ODA TV’de yer alan habere göre, Prof. Dr. Mustafa Öztürk, akademik çalışmalarını devam etmek için Almanya’ya gitti. Prof. Dr. Öztürk’ün uçağa binerken sosyal medya hesabından yaptığı paylaşım ise dikkatleri çekti.
Prof. Dr. Öztürk’ün Instagram’a İstanbul fotosunun üzerine kalp emojileri koyup ‘Ah istanbul’ yazısıyla kente veda ettiği görüldü. Öztürk, “Artık gidelim… Yerli ve milli tımarhanede herkese ruh sağlığı dilerim. Doktora tez danışmanlıklarımı Cübbeli ile Sakarya’daki tacizci Nurullah’a devrettim. İlahiyat işleri artık onlara teslim.” dedi.
Sosyal medyada yayınlanan bir konuşması sonrasında yine hedef olup üniversiteden emekliye ayrılma kararı olan Prof. Dr. Öztürk o dönem Karar gazetesindeki yazısında şunları dile getirmişti: “Badecilik, çocuk tecavüzcülüğü, yanmaz kefen satıcılığı, peygamber terlikçiliği gibi rezilliklerle gündeme gelen karikatür gibi tiplerin linçe uğramak şöyle dursun, sayısız insan tarafından kellifelli şeyh/mürşid muamelesi görüp sahih Ehl-i Sünnet akidesinin en güvenilir temsilcisi olarak takip edildiği bu memlekette yapılacak en doğru şey, “sağlığı, özellikle de ruh sağlığını korumak”tan başka bir şey değildir.”

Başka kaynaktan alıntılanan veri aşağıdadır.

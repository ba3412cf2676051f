use std::env;
use std::path::PathBuf;

use library::{Catalog, CatalogOptions};
use scanner::{render_report, summary_line, ScanService, ScanSettings};
use tracing_subscriber::EnvFilter;

#[tokio::main]
async fn main() -> Result<(), Box<dyn std::error::Error>> {
    let filter = EnvFilter::try_from_default_env().unwrap_or_else(|_| "info".into());
    tracing_subscriber::fmt().with_env_filter(filter).init();

    let mut args = env::args().skip(1);
    let music_root = args
        .next()
        .or_else(|| env::var("MUSIC_ROOT").ok())
        .ok_or("MUSIC_ROOT not set and no path argument")?;
    let index_path = args
        .next()
        .or_else(|| env::var("INDEX_PATH").ok())
        .unwrap_or_else(|| "data/catalog.redb".to_string());

    let catalog = Catalog::open(&PathBuf::from(&index_path), CatalogOptions::default())?;
    let settings = ScanSettings::for_roots(vec![PathBuf::from(&music_root)]);
    let service = ScanService::start(catalog, settings);
    service.start_now()?;
    service.wait_idle().await;
    service.shutdown().await;

    let stats = service.last_complete().ok_or("scan did not complete")?;
    let counts = service.catalog().counts()?;
    println!("{}", summary_line(&stats));
    println!(
        "Catalog: {} artists, {} releases, {} genres, {} tracks",
        counts.artists, counts.releases, counts.genres, counts.tracks
    );
    println!();
    print!("{}", render_report(&stats));

    Ok(())
}
//! TOML configuration parsing and validation.
//!
//! A single file (default `./config/vsearch.toml`) describes the vault to
//! index, where the SQLite store lives, which Ollama endpoint and model to
//! embed with, how to chunk notes, and how the server and scheduler behave.
//!
//! ```toml
//! [vault]
//! path = "/home/me/Notes"
//!
//! [embedding]
//! url = "http://localhost:11434"
//! model = "mxbai-embed-large:latest"
//! ```
//!
//! Every section except `[vault]` is optional and falls back to defaults.

use anyhow::{bail, Context, Result};
use globset::Glob;
use serde::Deserialize;
use std::path::{Path, PathBuf};

#[derive(Debug, Deserialize, Clone)]
pub struct Config {
    pub vault: VaultConfig,
    #[serde(default)]
    pub db: DbConfig,
    #[serde(default)]
    pub embedding: EmbeddingConfig,
    #[serde(default)]
    pub chunking: ChunkingConfig,
    #[serde(default)]
    pub indexing: IndexingConfig,
    #[serde(default)]
    pub server: ServerConfig,
}

#[derive(Debug, Deserialize, Clone)]
pub struct VaultConfig {
    /// Root directory of the notes tree.
    pub path: PathBuf,
    #[serde(default = "default_include_globs")]
    pub include_globs: Vec<String>,
    #[serde(default)]
    pub exclude_globs: Vec<String>,
}

fn default_include_globs() -> Vec<String> {
    vec!["**/*.md".to_string()]
}

#[derive(Debug, Deserialize, Clone)]
pub struct DbConfig {
    #[serde(default = "default_db_path")]
    pub path: PathBuf,
}

impl Default for DbConfig {
    fn default() -> Self {
        Self {
            path: default_db_path(),
        }
    }
}

fn default_db_path() -> PathBuf {
    PathBuf::from("./data/vault.sqlite")
}

#[derive(Debug, Deserialize, Clone)]
pub struct EmbeddingConfig {
    /// Base URL of the Ollama server.
    #[serde(default = "default_embedding_url")]
    pub url: String,
    #[serde(default = "default_embedding_model")]
    pub model: String,
    #[serde(default = "default_timeout_secs")]
    pub timeout_secs: u64,
}

impl Default for EmbeddingConfig {
    fn default() -> Self {
        Self {
            url: default_embedding_url(),
            model: default_embedding_model(),
            timeout_secs: default_timeout_secs(),
        }
    }
}

fn default_embedding_url() -> String {
    "http://localhost:11434".to_string()
}
fn default_embedding_model() -> String {
    "mxbai-embed-large:latest".to_string()
}
fn default_timeout_secs() -> u64 {
    60
}

#[derive(Debug, Deserialize, Clone)]
pub struct ChunkingConfig {
    #[serde(default = "default_max_chars")]
    pub max_chars: usize,
    #[serde(default = "default_overlap_chars")]
    pub overlap_chars: usize,
}

impl Default for ChunkingConfig {
    fn default() -> Self {
        Self {
            max_chars: default_max_chars(),
            overlap_chars: default_overlap_chars(),
        }
    }
}

fn default_max_chars() -> usize {
    1000
}
fn default_overlap_chars() -> usize {
    200
}

#[derive(Debug, Deserialize, Clone)]
pub struct IndexingConfig {
    /// Number of files whose chunks are written to the store together.
    #[serde(default = "default_batch_size")]
    pub batch_size: usize,
    /// Period of the scheduled reindex while `vsearch serve` is running.
    #[serde(default = "default_interval_minutes")]
    pub interval_minutes: u64,
}

impl Default for IndexingConfig {
    fn default() -> Self {
        Self {
            batch_size: default_batch_size(),
            interval_minutes: default_interval_minutes(),
        }
    }
}

fn default_batch_size() -> usize {
    10
}
fn default_interval_minutes() -> u64 {
    30
}

#[derive(Debug, Deserialize, Clone)]
pub struct ServerConfig {
    #[serde(default = "default_bind")]
    pub bind: String,
}

impl Default for ServerConfig {
    fn default() -> Self {
        Self {
            bind: default_bind(),
        }
    }
}

fn default_bind() -> String {
    "0.0.0.0:8000".to_string()
}

impl Config {
    /// A configuration with every section at its default, pointing at the
    /// given vault and database. Used by tests and embedding applications
    /// that do not read a TOML file.
    pub fn minimal(vault_path: impl Into<PathBuf>, db_path: impl Into<PathBuf>) -> Self {
        Self {
            vault: VaultConfig {
                path: vault_path.into(),
                include_globs: default_include_globs(),
                exclude_globs: Vec::new(),
            },
            db: DbConfig {
                path: db_path.into(),
            },
            embedding: EmbeddingConfig::default(),
            chunking: ChunkingConfig::default(),
            indexing: IndexingConfig::default(),
            server: ServerConfig::default(),
        }
    }
}

pub fn load_config(path: &Path) -> Result<Config> {
    let content = std::fs::read_to_string(path)
        .with_context(|| format!("Failed to read config file: {}", path.display()))?;
    parse_config(&content)
}

/// Parse and validate configuration from TOML text.
pub fn parse_config(content: &str) -> Result<Config> {
    let config: Config = toml::from_str(content).with_context(|| "Failed to parse config file")?;
    validate(&config)?;
    Ok(config)
}

fn validate(config: &Config) -> Result<()> {
    if config.chunking.max_chars == 0 {
        bail!("chunking.max_chars must be > 0");
    }
    if config.chunking.overlap_chars >= config.chunking.max_chars {
        tracing::warn!(
            max_chars = config.chunking.max_chars,
            overlap_chars = config.chunking.overlap_chars,
            "chunk overlap is not smaller than chunk size; chunks will not overlap"
        );
    }

    if config.indexing.batch_size == 0 {
        bail!("indexing.batch_size must be > 0");
    }
    if config.indexing.interval_minutes == 0 {
        bail!("indexing.interval_minutes must be > 0");
    }

    if config.embedding.model.trim().is_empty() {
        bail!("embedding.model must not be empty");
    }
    if config.embedding.url.trim().is_empty() {
        bail!("embedding.url must not be empty");
    }

    for pattern in config
        .vault
        .include_globs
        .iter()
        .chain(config.vault.exclude_globs.iter())
    {
        Glob::new(pattern).with_context(|| format!("Invalid glob pattern: '{}'", pattern))?;
    }

    Ok(())
}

Mustafa Öztürk yazısının son bölümünde ise, “Sonuç olarak, bugün bu ülkede fikir, ilim ve akademik özgürlük adına deniz bitmiştir. Artık iyice anlaşıldı ki İlahiyat Fakültesi, dinî alanla ilgili farklı fikirler ve görüşlerin müzakere edilebildiği bir ortam değil, belli bir mezhep ve meşrebe göre sahih sayılan itikadi sistemin dogmatik şekilde ezberletildiği, dolayısıyla farklı görüş beyanlarına ilişkin hemen her girişimin “heretik” diye etiketlenip aforoz edildiği bir müessesedir. Bu yüzden, artık deniz bitmiştir” diye yazdı.